Mis en place par la loi du 10 juillet 2000 à travers le Conseil des ventes volontaires (CVV), le système de régulation, point de départ de cette réforme, était fortement contesté. « Le CVV, c’est comme une épée de Damoclès qui flotte au-dessus de nos têtes », confiait un acteur du marché. Les professionnels du secteur voient en effet d’un très mauvais œil le contrôle de leur activité de ventes volontaires par cet organe de régulation extérieur à leur profession. Le texte prévoit une refonte de cette entité en instaurant à la place un « Conseil des maisons de ventes », dont la composition permettra une meilleure représentation des professionnels. Ainsi, sur les onze membres composant actuellement le CVV, six (contre trois auparavant) seront des commissaires-priseurs. Le périmètre des missions de ce Conseil est modifié afin de mieux soutenir et promouvoir la profession. « À partir du moment où il y a une majorité de commissaires-priseurs en son sein, nous pouvons commencer à revoir les cotisations, la gestion… Et le fait qu’ils soient élus et non plus nommés par le fait du prince change la donne. Ces évolutions vont nous permettre de reprendre notre destin en main », se félicite Jean-Pierre Osenat, président du Symev (Syndicat national des maisons de ventes volontaires).
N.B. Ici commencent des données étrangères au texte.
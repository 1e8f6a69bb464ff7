//! dynlog-worker: single-node scheduler daemon.
//!
//! Composition root: wires an in-memory store (optionally seeded from a
//! JSON document), the scheduler with a reloadable env-filter applier, and
//! the configured propagation strategy, then runs until ctrl-c.

use std::collections::HashMap;
use std::path::PathBuf;
use std::sync::Arc;
use std::time::Duration;

use anyhow::Context;
use chrono::{DateTime, Utc};
use clap::Parser;
use serde::Deserialize;
use tracing::{info, warn};
use tracing_subscriber::layer::SubscriberExt;
use tracing_subscriber::util::SubscriberInitExt;
use tracing_subscriber::{reload, EnvFilter};

use dynlog_core::{BaseConfig, Level, Trigger};
use dynlog_propagate::{build_propagator, PropagateSettings};
use dynlog_scheduler::{EnvFilterApplier, MemoryStore, Scheduler};

// ── CLI ─────────────────────────────────────────────────────────────

/// Time-windowed logging reconfiguration daemon.
#[derive(Parser, Debug)]
#[command(name = "dynlog-worker", version, about)]
struct Cli {
    /// Path to the propagation settings TOML file.
    #[arg(long, env = "DYNLOG_CONFIG", default_value = "config/dynlog.toml")]
    config: String,

    /// Path to the base logging configuration (JSON).
    #[arg(long, env = "DYNLOG_BASE_CONFIG")]
    base_config: Option<PathBuf>,

    /// Optional JSON document seeding configs and triggers into the
    /// store.
    #[arg(long, env = "DYNLOG_SEED")]
    seed: Option<PathBuf>,

    /// Delay before the first reload, in seconds.
    #[arg(long, env = "DYNLOG_FIRST_RELOAD_SECS", default_value_t = 2)]
    first_reload_secs: u64,
}

// ── Seeding ─────────────────────────────────────────────────────────

#[derive(Debug, Deserialize)]
struct Seed {
    #[serde(default)]
    configs: Vec<SeedConfig>,
    #[serde(default)]
    triggers: Vec<SeedTrigger>,
}

#[derive(Debug, Deserialize)]
struct SeedConfig {
    name: String,
    payload: serde_json::Value,
}

#[derive(Debug, Deserialize)]
struct SeedTrigger {
    name: String,
    /// Name of a config from the `configs` list.
    config: String,
    #[serde(default)]
    start: Option<DateTime<Utc>>,
    #[serde(default)]
    end: Option<DateTime<Utc>>,
    #[serde(default)]
    disabled: bool,
}

fn seed_store(store: &MemoryStore, seed: Seed) -> anyhow::Result<(usize, usize)> {
    let mut config_ids = HashMap::new();
    let config_count = seed.configs.len();
    for entry in seed.configs {
        let stored = store
            .put_config_json(&entry.name, &entry.payload.to_string())
            .with_context(|| format!("seeding config '{}'", entry.name))?;
        config_ids.insert(entry.name, stored.id);
    }

    let trigger_count = seed.triggers.len();
    for entry in seed.triggers {
        let config_id = *config_ids
            .get(&entry.config)
            .with_context(|| format!("trigger '{}' references unknown config", entry.name))?;
        let mut trigger = Trigger::new(&entry.name, entry.start, entry.end, config_id);
        trigger.enabled = !entry.disabled;
        store.put_trigger(trigger);
    }
    Ok((config_count, trigger_count))
}

// ── main ────────────────────────────────────────────────────────────

#[tokio::main]
async fn main() -> anyhow::Result<()> {
    dotenvy::dotenv().ok();
    let cli = Cli::parse();

    let (filter_layer, filter_handle) = reload::Layer::new(
        EnvFilter::try_from_default_env().unwrap_or_else(|_| EnvFilter::new("info")),
    );
    tracing_subscriber::registry()
        .with(filter_layer)
        .with(tracing_subscriber::fmt::layer())
        .init();

    let settings = match PropagateSettings::from_file(&cli.config) {
        Ok(settings) => {
            info!(path = %cli.config, "loaded propagation settings");
            settings
        }
        Err(e) => {
            warn!(error = %e, path = %cli.config, "failed to load settings, using local defaults");
            PropagateSettings::default()
        }
    };

    let base = match &cli.base_config {
        Some(path) => {
            let raw = std::fs::read_to_string(path)
                .with_context(|| format!("reading base config {}", path.display()))?;
            BaseConfig::from_json(&raw).context("parsing base config")?
        }
        None => BaseConfig::default(),
    };

    let store = Arc::new(MemoryStore::new());
    if let Some(path) = &cli.seed {
        let raw = std::fs::read_to_string(path)
            .with_context(|| format!("reading seed file {}", path.display()))?;
        let seed: Seed = serde_json::from_str(&raw).context("parsing seed file")?;
        let (configs, triggers) = seed_store(&store, seed)?;
        info!(configs, triggers, "seeded store");
    }

    let applier = Arc::new(EnvFilterApplier::new(filter_handle, Level::Info));
    let scheduler = Scheduler::new(store.clone(), applier, base);

    let propagator = build_propagator(&settings, store.clone(), scheduler.clone())?;
    propagator.setup().await?;
    info!(strategy = propagator.name(), "propagator ready");

    // Deferred first reload keeps startup snappy when the store is slow.
    scheduler
        .reload_after(Duration::from_secs(cli.first_reload_secs))
        .await;

    info!("dynlog-worker running");
    tokio::signal::ctrl_c().await?;

    info!("shutting down");
    propagator.teardown().await;
    scheduler.disable().await;
    Ok(())
}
Autre changement, un organe de discipline indépendant est créé, sous la forme d’une « commission des sanctions », composée de membres extérieurs au Conseil, ce qui n’était pas le cas auparavant. L’avancée majeure de cette proposition de loi réside dans le fait que le régime légal des ventes aux enchères de meubles est étendu aux meubles incorporels. « Ce qui inclut les NFT, les fonds de commerce, les marques, les brevets… », précise Pierre Taugourdeau, directeur délégué administratif, financier et juridique du CVV. « C’est une bonne nouvelle pour nous. Cela signifie que la loi ne ferme pas la porte aux commissaires-priseurs pour les cantonner à vendre des commodes Louis XV ! », s’est réjoui de son côté Jean-Pierre Osenat.

Les commissaires-priseurs volontaires autorisés à réaliser des inventaires successoraux

Autre point attendu par la profession, la proposition de loi contribue aussi à lever la confusion qui existe entre le « volontaire » et le « judiciaire », et à mieux répartir les compétences entre commissaires-priseurs judiciaires, commissaires-priseurs volontaires, huissiers, notaires et futurs commissaires de justice. Elle accorde aux maisons de ventes et aux commissaires-priseurs de ventes volontaires la faculté de réaliser des inventaires successoraux au même titre que les commissaires-priseurs judiciaires, les huissiers et les notaires. Un véritable soulagement pour les petites maisons et les professionnels qui n’exercent que dans le volontaire, qui regrettaient d’être privés de cette source de revenus. En effet, par le biais de ces inventaires, ils récoltent des lots qui, pour certains opérateurs, alimentenr une bonne partie de leurs adjudications. Les opérateurs de ventes volontaires vont également avoir la possibilité de réaliser des ventes « surveillées » (de biens sous tutelle), lesquelles, depuis l’ordonnance du 2 juin 2016, étaient réservées à la future profession de « commissaire de justice ».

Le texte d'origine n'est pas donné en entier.